Data for the task Start Marker

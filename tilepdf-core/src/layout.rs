use std::fmt;
use std::str::FromStr;

use thiserror::Error;

use crate::backend::PageGeometry;
use crate::geometry::Size;

/// Vertical gap between consecutive pages in continuous mode, in pixels.
pub const PAGE_SPACING: i32 = 3;
pub const DEFAULT_ZOOM_PERCENT: f64 = 125.0;

#[derive(Debug, Clone, Copy, PartialEq)]
pub enum Zoom {
    FitPage,
    FitWidth,
    FitHeight,
    Percent(f64),
}

impl Zoom {
    pub fn is_fit(&self) -> bool {
        !matches!(self, Zoom::Percent(_))
    }

    pub(crate) fn differs_from(&self, other: &Zoom) -> bool {
        match (self, other) {
            (Zoom::Percent(a), Zoom::Percent(b)) => (a - b).abs() > 1e-8,
            (a, b) => std::mem::discriminant(a) != std::mem::discriminant(b),
        }
    }
}

impl Default for Zoom {
    fn default() -> Self {
        Zoom::Percent(DEFAULT_ZOOM_PERCENT)
    }
}

impl fmt::Display for Zoom {
    fn fmt(&self, f: &mut fmt::Formatter<'_>) -> fmt::Result {
        match self {
            Zoom::FitPage => f.write_str("page"),
            Zoom::FitWidth => f.write_str("width"),
            Zoom::FitHeight => f.write_str("height"),
            Zoom::Percent(percent) => write!(f, "{percent}"),
        }
    }
}

#[derive(Debug, Error, PartialEq, Eq)]
#[error("invalid zoom {0:?}: expected page, width, height or a positive percentage")]
pub struct ParseZoomError(String);

impl FromStr for Zoom {
    type Err = ParseZoomError;

    fn from_str(s: &str) -> Result<Self, Self::Err> {
        let trimmed = s.trim();
        match trimmed.to_ascii_lowercase().as_str() {
            "page" | "fit" => return Ok(Zoom::FitPage),
            "width" => return Ok(Zoom::FitWidth),
            "height" => return Ok(Zoom::FitHeight),
            _ => {}
        }
        let number = trimmed.strip_suffix('%').unwrap_or(trimmed);
        match number.parse::<f64>() {
            Ok(percent) if percent.is_finite() && percent > 0.0 => Ok(Zoom::Percent(percent)),
            _ => Err(ParseZoomError(s.to_string())),
        }
    }
}

/// Clockwise display rotation in quarter turns.
#[derive(Debug, Clone, Copy, PartialEq, Eq, Hash, Default)]
pub enum Rotation {
    #[default]
    None,
    Cw90,
    Cw180,
    Cw270,
}

impl Rotation {
    /// Accepts any multiple of 90, negative values included.
    pub fn from_degrees(degrees: i32) -> Option<Self> {
        if degrees % 90 != 0 {
            return None;
        }
        Some(match degrees.rem_euclid(360) {
            0 => Rotation::None,
            90 => Rotation::Cw90,
            180 => Rotation::Cw180,
            _ => Rotation::Cw270,
        })
    }

    pub fn degrees(self) -> i32 {
        match self {
            Rotation::None => 0,
            Rotation::Cw90 => 90,
            Rotation::Cw180 => 180,
            Rotation::Cw270 => 270,
        }
    }

    pub fn rotate_by(self, other: Rotation) -> Rotation {
        Rotation::from_degrees(self.degrees() + other.degrees()).unwrap_or_default()
    }

    pub fn swaps_axes(self) -> bool {
        matches!(self, Rotation::Cw90 | Rotation::Cw270)
    }
}

/// Resolves a zoom to a rendering resolution.
///
/// `unscaled` is the page size in points used for fitting: the largest page of
/// the document in continuous mode, the displayed page otherwise. The caller
/// is responsible for swapping its axes under rotation.
pub fn resolve_dpi(zoom: Zoom, viewport: Size, unscaled: (f64, f64), continuous: bool) -> f64 {
    let (unscaled_w, unscaled_h) = unscaled;
    let h_dpi = || (viewport.width as f64 / unscaled_w) * 72.0;
    let v_dpi = || {
        let usable = if continuous {
            viewport.height - PAGE_SPACING
        } else {
            viewport.height
        };
        (usable as f64 / unscaled_h) * 72.0
    };
    let dpi = match zoom {
        Zoom::FitPage => h_dpi().min(v_dpi()),
        Zoom::FitWidth => h_dpi(),
        Zoom::FitHeight => v_dpi(),
        Zoom::Percent(percent) => 0.01 * percent * 72.0,
    };
    if dpi.is_finite() && dpi > 0.0 {
        dpi
    } else {
        1.0
    }
}

/// Rendered pixel size of a page, rounded to the nearest pixel.
pub fn scaled_page_size(geometry: &PageGeometry, dpi: f64, rotation: Rotation) -> (i32, i32) {
    let width = (geometry.crop_box.width() * dpi / 72.0 + 0.5) as i32;
    let height = (geometry.crop_box.height() * dpi / 72.0 + 0.5) as i32;
    if geometry.rotation.rotate_by(rotation).swaps_axes() {
        (height, width)
    } else {
        (width, height)
    }
}

#[derive(Debug, Clone, Copy, PartialEq, Eq)]
pub struct PageWindow {
    pub first: usize,
    pub top: usize,
    pub mid: usize,
    pub last: usize,
}

/// Vertical arrangement of every page in continuous mode.
#[derive(Debug, Clone, Default, PartialEq, Eq)]
pub struct DocumentLayout {
    page_y: Vec<i32>,
    pub max_page_width: i32,
    pub total_height: i32,
}

impl DocumentLayout {
    pub fn compute(sizes: impl IntoIterator<Item = (i32, i32)>) -> Self {
        let mut layout = DocumentLayout::default();
        for (index, (width, height)) in sizes.into_iter().enumerate() {
            if index > 0 {
                layout.total_height += PAGE_SPACING;
            }
            layout.page_y.push(layout.total_height);
            layout.max_page_width = layout.max_page_width.max(width);
            layout.total_height += height;
        }
        layout
    }

    pub fn page_count(&self) -> usize {
        self.page_y.len()
    }

    /// Offset of the top of `page` (1-based); 0 for unknown pages.
    pub fn page_top(&self, page: usize) -> i32 {
        page.checked_sub(1)
            .and_then(|index| self.page_y.get(index))
            .copied()
            .unwrap_or(0)
    }

    /// Number of pages whose top is at or above `y`.
    fn pages_starting_at_or_above(&self, y: i32) -> usize {
        self.page_y.partition_point(|top| *top <= y)
    }

    /// Pages that should be resident for the given scroll position: those
    /// within half a viewport above and below the visible area.
    pub fn visible_window(&self, scroll_y: i32, viewport_height: i32) -> PageWindow {
        let half = viewport_height / 2;
        let first = self.pages_starting_at_or_above(scroll_y - half).max(1);
        let top = self.pages_starting_at_or_above(scroll_y).max(first);
        let mid = self.pages_starting_at_or_above(scroll_y + half).max(top);
        let last = self
            .pages_starting_at_or_above(scroll_y + viewport_height + half)
            .max(mid);
        PageWindow {
            first,
            top,
            mid,
            last,
        }
    }
}

/// Everything needed to turn page-space coordinates into window coordinates.
#[derive(Debug, Clone, Copy)]
pub(crate) struct Placement {
    pub scroll_x: i32,
    pub scroll_y: i32,
    pub viewport: Size,
    pub continuous: bool,
    pub max_page_width: i32,
    pub total_height: i32,
}

impl Placement {
    /// Window position of the top-left corner of a page of the given size.
    /// Pages narrower (or shorter) than the available room are centered.
    pub fn page_origin(&self, page_top: i32, width: i32, height: i32) -> (i32, i32) {
        let mut x = -self.scroll_x;
        let mut y;
        if self.continuous {
            if width < self.max_page_width {
                x += (self.max_page_width - width) / 2;
            }
            if self.max_page_width < self.viewport.width {
                x += (self.viewport.width - self.max_page_width) / 2;
            }
            y = page_top - self.scroll_y;
            if self.total_height < self.viewport.height {
                y += (self.viewport.height - self.total_height) / 2;
            }
        } else {
            if width < self.viewport.width {
                x += (self.viewport.width - width) / 2;
            }
            y = -self.scroll_y;
            if height < self.viewport.height {
                y += (self.viewport.height - height) / 2;
            }
        }
        (x, y)
    }
}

Data for the task End Marker

Work to be completed: Say how many lines of the preceding data include the word "PartialEq". The number is the whole answer.

Solution to this problem: 5